For decades throughout the 20th century, the idea of famine had two dominant uses in the West.
The first was proof of the Christian ideal that “the poor you will always have with you”, thus re-affirming the eternal need for charity, and the limited usefulness of political struggle — the second was to reaffirm a vaguely or explicitly racialist and Malthusian notion that the dusky-skinned two thirds of the world really couldn’t manage themselves that well, and were doomed to over-breeding and starvation. Before the Second World War, China was the locus for this concern/panic — in various famines until the 1949 revolution, children would be exchanged between families to be eaten, or sold in the marketplace.
After the war, attention switched to India, and then in the 1970s and ’80s, to Ethiopia and the rest of Africa. The story was static, and endlessly repeated — skeletal children, milk powder, guilt, appeals, etc. The global extravaganza of Live Aid in 1985 was probably the acme of this well-meant but bone-headed view of starvation — appropriately enough celebrated by a song in which a phalanx of stars wondered if animist and Muslim peoples even knew it was Christmas time at all.
But by this time another view of famine was beginning to permeate the liberal West, with the 1981 publication of Amartya Sen’s Poverty and Famines, which deployed an array of theories to argue that famines almost always occurred in regions where there was plenty of food — and that even when there was a will to alleviate the famine, the absence of democratic and open political structures made such alleviation impossible.
Sen’s example was the Bengal Famine of 1943 — something that Commonwealth readers rarely hear of in tales of WW2, because 3 million Indians died due to the incompetence, indecision and outright racism of the British authorities.
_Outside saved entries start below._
//! Value synthesis
//!
//! [`synthesize`] turns a kind and a random generator into a value:
//!
//! - Boolean and Object: a fair coin
//! - String: uniform length in `0..max_string_length`, alphanumeric characters
//! - Char: one character picked from a freshly drawn string
//! - Uuid: random v4, independent of the generator
//! - Everything else: a uniform draw scaled into the kind's [`Bounds`], then
//!   converted to the payload type (rounding and saturation are accepted)

use crate::bounds::{
    duration_range, offset_timestamp_range, timestamp_range, Bounds, MAX_OFFSET_HOURS,
};
use crate::config::CellConfig;
use crate::kind::Kind;
use crate::value::{OpaqueObject, Value};
use chrono::{DateTime, FixedOffset, Offset, TimeDelta, Utc};
use rand::Rng;
use rust_decimal::prelude::FromPrimitive;
use rust_decimal::Decimal;
use tracing::debug;
use uuid::Uuid;

/// Characters used for generated strings
pub const ALPHABET: &[u8; 62] = b"ABCDEFGHIJKLMNOPQRSTUVWXYZabcdefghijklmnopqrstuvwxyz0123456789";

/// Synthesize a value of the given kind
pub fn synthesize<R: Rng + ?Sized>(kind: Kind, rng: &mut R, config: &CellConfig) -> Value {
    match kind {
        Kind::Boolean => Value::Boolean(rng.gen_bool(0.5)),
        Kind::String => Value::String(random_string(rng, config.max_string_length)),
        Kind::Char => Value::Char(random_char(rng, config.max_string_length)),
        Kind::Uuid => Value::Uuid(Uuid::new_v4()),
        Kind::Object => Value::Object(rng.gen_bool(0.5).then_some(OpaqueObject)),
        Kind::Byte => Value::Byte(draw(kind, rng).round() as u8),
        Kind::SByte => Value::SByte(draw(kind, rng).round() as i8),
        Kind::Int16 => Value::Int16(draw(kind, rng).round() as i16),
        Kind::UInt16 => Value::UInt16(draw(kind, rng).round() as u16),
        Kind::Int32 => Value::Int32(draw(kind, rng).round() as i32),
        Kind::UInt32 => Value::UInt32(draw(kind, rng).round() as u32),
        Kind::Int64 => Value::Int64(draw(kind, rng).round() as i64),
        Kind::UInt64 => Value::UInt64(draw(kind, rng).round() as u64),
        Kind::Single => Value::Single(draw(kind, rng) as f32),
        Kind::Double => Value::Double(draw(kind, rng)),
        Kind::Decimal => Value::Decimal(to_decimal(draw(kind, rng))),
        Kind::Timestamp => {
            let ticks = draw(kind, rng);
            Value::Timestamp(timestamp_from_ticks(ticks, timestamp_range()))
        }
        Kind::TimestampWithOffset => {
            let ticks = draw(kind, rng);
            let utc = timestamp_from_ticks(ticks, offset_timestamp_range());
            let hours = rng.gen_range(-MAX_OFFSET_HOURS..=MAX_OFFSET_HOURS);
            let offset = FixedOffset::east_opt(hours * 3_600).unwrap_or_else(|| Utc.fix());
            Value::TimestampWithOffset(utc.with_timezone(&offset))
        }
        Kind::Duration => {
            let (min, max) = duration_range();
            let millis = (draw(kind, rng) as i64).clamp(min, max);
            Value::Duration(TimeDelta::try_milliseconds(millis).unwrap_or_else(TimeDelta::zero))
        }
    }
}

/// Draw a random alphanumeric string with length in `0..max_length`
///
/// A `max_length` of 0 is treated as 1 (always empty).
pub fn random_string<R: Rng + ?Sized>(rng: &mut R, max_length: usize) -> String {
    let length = rng.gen_range(0..max_length.max(1));
    (0..length).map(|_| alphabet_char(rng)).collect()
}

fn random_char<R: Rng + ?Sized>(rng: &mut R, max_length: usize) -> char {
    let source = random_string(rng, max_length);
    if source.is_empty() {
        // Same distribution as indexing a one-character string.
        return alphabet_char(rng);
    }
    let index = rng.gen_range(0..source.len());
    char::from(source.as_bytes()[index])
}

fn alphabet_char<R: Rng + ?Sized>(rng: &mut R) -> char {
    char::from(ALPHABET[rng.gen_range(0..ALPHABET.len())])
}

/// Uniform draw scaled into the kind's domain; zero-width if it has none
fn draw<R: Rng + ?Sized>(kind: Kind, rng: &mut R) -> f64 {
    let bounds = Bounds::of(kind).unwrap_or_else(|e| {
        debug!(kind = %kind, error = %e, "Boundary lookup failed, using zero-width domain");
        Bounds::ZERO
    });
    bounds.scale(rng.gen::<f64>())
}

fn timestamp_from_ticks(ticks: f64, (min, max): (i64, i64)) -> DateTime<Utc> {
    let micros = (ticks as i64).clamp(min, max);
    DateTime::from_timestamp_micros(micros).unwrap_or(DateTime::<Utc>::MIN_UTC)
}

fn to_decimal(value: f64) -> Decimal {
    Decimal::from_f64(value).unwrap_or(if value < 0.0 {
        Decimal::MIN
    } else {
        Decimal::MAX
    })
}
Sen’s argument made an impact where more radical left-wing accounts of the political nature of famine had been dismissed — but many were still unwilling to concede one of his core points, that one of the great barriers to alleviating famine was the market itself.
Sen’s argument has made it impossible for Western news to report famine in the way it once did, but it’s a close run thing. Fragments of reasons a region might suddenly descend into desperate starvation are aired, but there remains a basic inability to tell a connected story. The default position remains the Pieta, the starving child in arms.
Which brings us to the Yemen famine, which has suddenly hit the headlines, after bubbling in the background of the news for months. Ten million people — nearly half of the country’s population — are at risk of starvation, yet the food shortage is not affecting whole regions or areas equally. The burden is falling overwhelmingly on the poor, with people starving while nearby markets are full.
Though there’s been a persistent food shortage since the global food price rise in 2008 — and in fact food has always been short for the poor in the country — the situation has been made urgent by several coincident factors. A drought has persisted for more than three years, and is at its worst this summer, leading to a lack of work for millions of rural labourers. It’s also Ramadan, which, perversely, as a month of daylight fasting, raises food prices — since the fasting is followed by night-time feasting.
Added to these woes, Yemen is starving because it has become a site for multiple proxy wars — the Shia-based Sadah uprising from the north-west, a South Yemen uprising (based around the territory of the old Soviet-era Marxist state), and the Arab Spring general insurgency against the 30-plus-year reign of President Salleh, and last but not least a proxy war between al-Qaeda and US drone attacks.
The result is a country in which substantial networks not merely of trade, but also of inter-family support and charity have broken down, making the usual transfer between rich and poor all the more difficult, such as it occurs. To be fair, it has also been pointed out that the production of the intoxicant herb “khat” dominates agricultural production without providing any nourishment (though it also acts as an appetite suppressant), to the detriment of food production and household budgets.
But above all and beyond all this is the way in which Yemen is trapped in a global commodity system, with steadily rising prices for basic staple foods (of which Yemen imports 90%), and for diesel oil, which is used to pump water. At this point, with diesel oil unaffordable, many families are reliant on charity for a continued supply of water.
This crippling gap has led Oxfam to approach the problem in a simple way — they’re simply giving money to the poor, so that they can shop at market, and also acquire diesel. But the inevitable result of that will be a further bump in prices as the money swims into the system without expanded production, and the cycle begins again.
The Yemen famine then, is something we will begin to see more and more — a situation in which a poor and precarious country has its price signals swamped by global demand and remorselessly rising prices. With several decades of rising crop yields and low oil prices, now curtailed, it will be the nations who have not managed to get on the development ladder — or the poor parts of those who have — that will pay for the prosperity being enjoyed by a booming global urban and industrial class. In that case, the price signal becomes not a carrier of information, but a barrier to it, a la Sen — it tells us nothing about what is really required to be done, within any ethical system worthy of the name.
That story won’t be told in even the most searching reports on this famine, or the next, in the next place. We have come a long way from famine as an act of God, but we are not yet ready to recognise it as a product of global markets, or our role within it.